Alsof dat nog niet genoeg was, weigerde de arbeidsongevallenverzekeraar vervolgens om hem uit te betalen. Het ongeval vond thuis plaats zonder dat hij aan het werk was en kon dus geen arbeidsongeval of ongeval op weg naar het werk zijn, zo klonk het.
Het Duitse Bundessozialgericht dacht daar echter anders over en oordeelde in december 2021 in het voordeel van de heer B.: aangezien de schlemiel van thuis uit werkte, zelden ontbeet en dus rechtstreeks naar zijn thuisbureau, een verdieping lager, aan het “pendelen” was, betrof het wel degelijk een verzekerd arbeidswegongeval.
Hoe zit het met telewerk en arbeidsongevallen in België, nu thuiswerken aan populariteit wint en de grens tussen de werk- en de privésfeer zowel in tijd als ruimte steeds meer lijkt te vervagen? En wat moet en kan u als werkgever doen om de risico’s te verkleinen?
Wat is telewerk?
De opvallende Duitse uitspraak van 21 december 2021 trok al snel de aandacht van de internationale pers.

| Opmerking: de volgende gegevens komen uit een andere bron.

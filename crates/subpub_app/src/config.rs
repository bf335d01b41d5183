//! Relay configuration loaded from YAML.
//!
//! ```yaml
//! bus:
//!   queue_capacity: 100
//! shutdown:
//!   timeout: 10s
//! log:
//!   level: info
//! ```
//!
//! Every section and field is optional.

use std::path::{Path, PathBuf};
use std::time::Duration;

use serde::{Deserialize, Deserializer};
use subpub::{BusConfig, DEFAULT_QUEUE_CAPACITY};

/// Default deadline for closing the bus at shutdown.
pub const DEFAULT_SHUTDOWN_TIMEOUT: Duration = Duration::from_secs(10);

/// Default log filter when `RUST_LOG` is not set.
pub const DEFAULT_LOG_LEVEL: &str = "info";

/// Errors that can occur while loading the config file.
#[derive(Debug, thiserror::Error)]
pub enum ConfigError {
    /// The file could not be read.
    #[error("failed to read config file {}: {source}", .path.display())]
    Io {
        /// The path that was read.
        path: PathBuf,
        /// The underlying I/O error.
        #[source]
        source: std::io::Error,
    },

    /// The file is not valid YAML or does not match the expected shape.
    #[error("failed to parse config: {0}")]
    Parse(#[from] serde_yaml::Error),

    /// The file parsed but holds unusable values.
    #[error("invalid config: {0}")]
    Invalid(String),
}

/// Top-level relay configuration.
#[derive(Debug, Clone, Default, PartialEq, Eq, Deserialize)]
#[serde(default, deny_unknown_fields)]
pub struct AppConfig {
    /// Bus settings.
    pub bus: BusSection,
    /// Shutdown settings.
    pub shutdown: ShutdownSection,
    /// Logging settings.
    pub log: LogSection,
}

/// The `bus` section.
#[derive(Debug, Clone, PartialEq, Eq, Deserialize)]
#[serde(default, deny_unknown_fields)]
pub struct BusSection {
    /// Per-subscription queue capacity.
    pub queue_capacity: usize,
}

impl Default for BusSection {
    fn default() -> Self {
        Self {
            queue_capacity: DEFAULT_QUEUE_CAPACITY,
        }
    }
}

/// The `shutdown` section.
#[derive(Debug, Clone, PartialEq, Eq, Deserialize)]
#[serde(default, deny_unknown_fields)]
pub struct ShutdownSection {
    /// How long to wait for delivery tasks when closing the bus.
    #[serde(deserialize_with = "deserialize_duration")]
    pub timeout: Duration,
}

impl Default for ShutdownSection {
    fn default() -> Self {
        Self {
            timeout: DEFAULT_SHUTDOWN_TIMEOUT,
        }
    }
}

/// The `log` section.
#[derive(Debug, Clone, PartialEq, Eq, Deserialize)]
#[serde(default, deny_unknown_fields)]
pub struct LogSection {
    /// A `tracing` filter directive, e.g. `info` or `subpub=debug`.
    pub level: String,
}

impl Default for LogSection {
    fn default() -> Self {
        Self {
            level: DEFAULT_LOG_LEVEL.to_string(),
        }
    }
}

impl AppConfig {
    /// Load and validate a config file.
    ///
    /// # Errors
    ///
    /// Returns [`ConfigError::Io`] if the file cannot be read, and the errors
    /// of [`AppConfig::from_yaml`] otherwise.
    pub fn load(path: impl AsRef<Path>) -> Result<Self, ConfigError> {
        let path = path.as_ref();
        let contents = std::fs::read_to_string(path).map_err(|source| ConfigError::Io {
            path: path.to_path_buf(),
            source,
        })?;
        Self::from_yaml(&contents)
    }

    /// Parse and validate a config document.
    ///
    /// # Errors
    ///
    /// Returns [`ConfigError::Invalid`] for an empty document or unusable
    /// values, and [`ConfigError::Parse`] for malformed YAML.
    pub fn from_yaml(contents: &str) -> Result<Self, ConfigError> {
        if contents.trim().is_empty() {
            return Err(ConfigError::Invalid("config file is empty".to_string()));
        }
        let config: Self = serde_yaml::from_str(contents)?;
        config.validate()?;
        Ok(config)
    }

    /// Check the values that deserialisation cannot.
    ///
    /// # Errors
    ///
    /// Returns [`ConfigError::Invalid`] for a zero queue capacity or an empty
    /// log level.
    pub fn validate(&self) -> Result<(), ConfigError> {
        self.bus_config()
            .validate()
            .map_err(|e| ConfigError::Invalid(e.to_string()))?;
        if self.log.level.trim().is_empty() {
            return Err(ConfigError::Invalid("log.level must not be empty".to_string()));
        }
        Ok(())
    }

    /// Build the bus configuration from the `bus` section.
    #[must_use]
    pub fn bus_config(&self) -> BusConfig {
        BusConfig::new().with_queue_capacity(self.bus.queue_capacity)
    }
}

fn deserialize_duration<'de, D>(deserializer: D) -> Result<Duration, D::Error>
where
    D: Deserializer<'de>,
{
    let raw = String::deserialize(deserializer)?;
    parse_duration(&raw).map_err(serde::de::Error::custom)
}

/// Parse a duration such as `250ms`, `1.5s`, `1m30s` or `1h0m0s`.
///
/// The value is a sequence of decimal numbers, each with an optional fraction
/// and a unit. Units are `ns`, `us` (or `µs`), `ms`, `s`, `m` and `h`. A bare
/// `0` needs no unit. Fractions finer than a nanosecond are truncated.
///
/// # Errors
///
/// Returns a description of the problem for a missing or unknown unit, a
/// missing number, a negative value, or a value that overflows.
pub fn parse_duration(raw: &str) -> Result<Duration, String> {
    let trimmed = raw.trim();
    let invalid = |reason: &str| format!("cannot parse duration {trimmed:?}: {reason}");

    let mut rest = trimmed.strip_prefix('+').unwrap_or(trimmed);
    if rest.starts_with('-') {
        return Err(invalid("negative durations are not allowed"));
    }
    if rest == "0" {
        return Ok(Duration::ZERO);
    }
    if rest.is_empty() {
        return Err(invalid("empty value"));
    }

    let mut total: u128 = 0;
    while !rest.is_empty() {
        let (whole, after) = split_digits(rest);
        let (fraction, after) = match after.strip_prefix('.') {
            Some(after) => split_digits(after),
            None => ("", after),
        };
        if whole.is_empty() && fraction.is_empty() {
            return Err(invalid("expected a number"));
        }

        let unit_end = after
            .find(|c: char| c == '.' || c.is_ascii_digit())
            .unwrap_or(after.len());
        let (unit, after) = after.split_at(unit_end);
        let nanos_per_unit: u128 = match unit {
            "ns" => 1,
            "us" | "µs" | "μs" => 1_000,
            "ms" => 1_000_000,
            "s" => 1_000_000_000,
            "m" => 60_000_000_000,
            "h" => 3_600_000_000_000,
            "" => return Err(invalid("missing unit (ns, us, ms, s, m, h)")),
            other => return Err(invalid(&format!("unknown unit {other:?}"))),
        };

        total = component_nanos(whole, fraction, nanos_per_unit)
            .and_then(|nanos| total.checked_add(nanos))
            .ok_or_else(|| invalid("value is too large"))?;
        rest = after;
    }

    let nanos = u64::try_from(total).map_err(|_| invalid("value is too large"))?;
    Ok(Duration::from_nanos(nanos))
}

fn split_digits(s: &str) -> (&str, &str) {
    let end = s.find(|c: char| !c.is_ascii_digit()).unwrap_or(s.len());
    s.split_at(end)
}

/// Nanoseconds in `<whole>.<fraction>` units of `unit` nanoseconds.
fn component_nanos(whole: &str, fraction: &str, unit: u128) -> Option<u128> {
    let whole: u128 = if whole.is_empty() { 0 } else { whole.parse().ok()? };
    let mut nanos = whole.checked_mul(unit)?;
    let mut scale = unit;
    for digit in fraction.bytes() {
        scale /= 10;
        if scale == 0 {
            break;
        }
        nanos = nanos.checked_add(u128::from(digit - b'0') * scale)?;
    }
    Some(nanos)
}

#[cfg(test)]
mod tests {
    use std::io::Write;

    use super::*;

    fn write_temp(contents: &str) -> tempfile::NamedTempFile {
        let mut file = tempfile::NamedTempFile::new().unwrap();
        file.write_all(contents.as_bytes()).unwrap();
        file
    }

    #[test]
    fn test_load_full_config() {
        let file = write_temp(
            "bus:\n  queue_capacity: 16\nshutdown:\n  timeout: 10s\nlog:\n  level: debug\n",
        );
        let config = AppConfig::load(file.path()).unwrap();
        assert_eq!(config.bus.queue_capacity, 16);
        assert_eq!(config.shutdown.timeout, Duration::from_secs(10));
        assert_eq!(config.log.level, "debug");
        assert_eq!(config.bus_config().queue_capacity, 16);
    }

    #[test]
    fn test_missing_sections_use_defaults() {
        let config = AppConfig::from_yaml("log:\n  level: warn\n").unwrap();
        assert_eq!(config.bus.queue_capacity, DEFAULT_QUEUE_CAPACITY);
        assert_eq!(config.shutdown.timeout, DEFAULT_SHUTDOWN_TIMEOUT);
        assert_eq!(config.log.level, "warn");
    }

    #[test]
    fn test_missing_file() {
        let err = AppConfig::load("definitely/not/here.yaml").unwrap_err();
        match err {
            ConfigError::Io { source, .. } => {
                assert_eq!(source.kind(), std::io::ErrorKind::NotFound);
            }
            other => panic!("expected Io error, got {other:?}"),
        }
    }

    #[test]
    fn test_invalid_yaml() {
        let err = AppConfig::from_yaml("invalid: yaml: content").unwrap_err();
        assert!(matches!(err, ConfigError::Parse(_)));
    }

    #[test]
    fn test_empty_file() {
        let file = write_temp("");
        let err = AppConfig::load(file.path()).unwrap_err();
        assert!(matches!(err, ConfigError::Invalid(_)));
    }

    #[test]
    fn test_invalid_duration() {
        let err = AppConfig::from_yaml("shutdown:\n  timeout: invalid\n").unwrap_err();
        assert!(matches!(err, ConfigError::Parse(_)));
        assert!(err.to_string().contains("cannot parse duration"));
    }

    #[test]
    fn test_zero_capacity_rejected() {
        let err = AppConfig::from_yaml("bus:\n  queue_capacity: 0\n").unwrap_err();
        assert!(matches!(err, ConfigError::Invalid(_)));
    }

    #[test]
    fn test_unknown_field_rejected() {
        let err = AppConfig::from_yaml("grpc:\n  port: 50051\n").unwrap_err();
        assert!(matches!(err, ConfigError::Parse(_)));
    }

    #[test]
    fn test_parse_duration_units() {
        assert_eq!(parse_duration("250ms"), Ok(Duration::from_millis(250)));
        assert_eq!(parse_duration("3s"), Ok(Duration::from_secs(3)));
        assert_eq!(parse_duration("2m"), Ok(Duration::from_secs(120)));
        assert_eq!(parse_duration("1h"), Ok(Duration::from_secs(3600)));
        assert!(parse_duration("10").is_err());
        assert!(parse_duration("s").is_err());
        assert!(parse_duration("5d").is_err());
    }

    #[test]
    fn test_parse_duration_compound_and_fractional() {
        assert_eq!(parse_duration("1m30s"), Ok(Duration::from_secs(90)));
        assert_eq!(parse_duration("1h0m0s"), Ok(Duration::from_secs(3600)));
        assert_eq!(parse_duration("1.5s"), Ok(Duration::from_millis(1500)));
        assert_eq!(parse_duration(".5m"), Ok(Duration::from_secs(30)));
        assert_eq!(parse_duration("500us"), Ok(Duration::from_micros(500)));
        assert_eq!(parse_duration("2µs"), Ok(Duration::from_micros(2)));
        assert_eq!(parse_duration("750ns"), Ok(Duration::from_nanos(750)));
        assert_eq!(parse_duration("0"), Ok(Duration::ZERO));
        assert_eq!(parse_duration("+2s"), Ok(Duration::from_secs(2)));
    }

    #[test]
    fn test_parse_duration_rejects_malformed_values() {
        assert!(parse_duration("").is_err());
        assert!(parse_duration("-1s").is_err());
        assert!(parse_duration("1m30").is_err());
        assert!(parse_duration(".s").is_err());
        assert!(parse_duration("1.2.3s").is_err());
        assert!(parse_duration("99999999999999999999h").is_err());
    }

    #[test]
    fn test_compound_timeout_in_config() {
        let config = AppConfig::from_yaml("shutdown:\n  timeout: 1m30s\n").unwrap();
        assert_eq!(config.shutdown.timeout, Duration::from_secs(90));
    }
}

Sinds coronatijden zit telewerk immers in de lift. In 2019 gaf 20% van de Vlaamse werknemers aan soms of gewoonlijk van thuis uit te werken. Dat aantal was vorig jaar al opgelopen tot 35,1% (en voor de hooggeschoolden en vrij beroepen zelfs tot respectievelijk 54,7% en 61,4%), wat blijkt uit de cijfers van Statbel.
Structureel telewerk
Die cijfers gaan over zogenaamd structureel telewerk. Daarbij komen werknemer en werkgever onderling overeen dat het werk, dat normaal ook op kantoor zou kunnen plaatsvinden, via informatietechnologie op regelmatige basis elders kan worden uitgevoerd tegen dezelfde arbeidsvoorwaarden. Dat kan thuis zijn of op een andere, zelfgekozen plaats. In geval van structureel telewerk is een bijlage bij de arbeidsovereenkomst verplicht.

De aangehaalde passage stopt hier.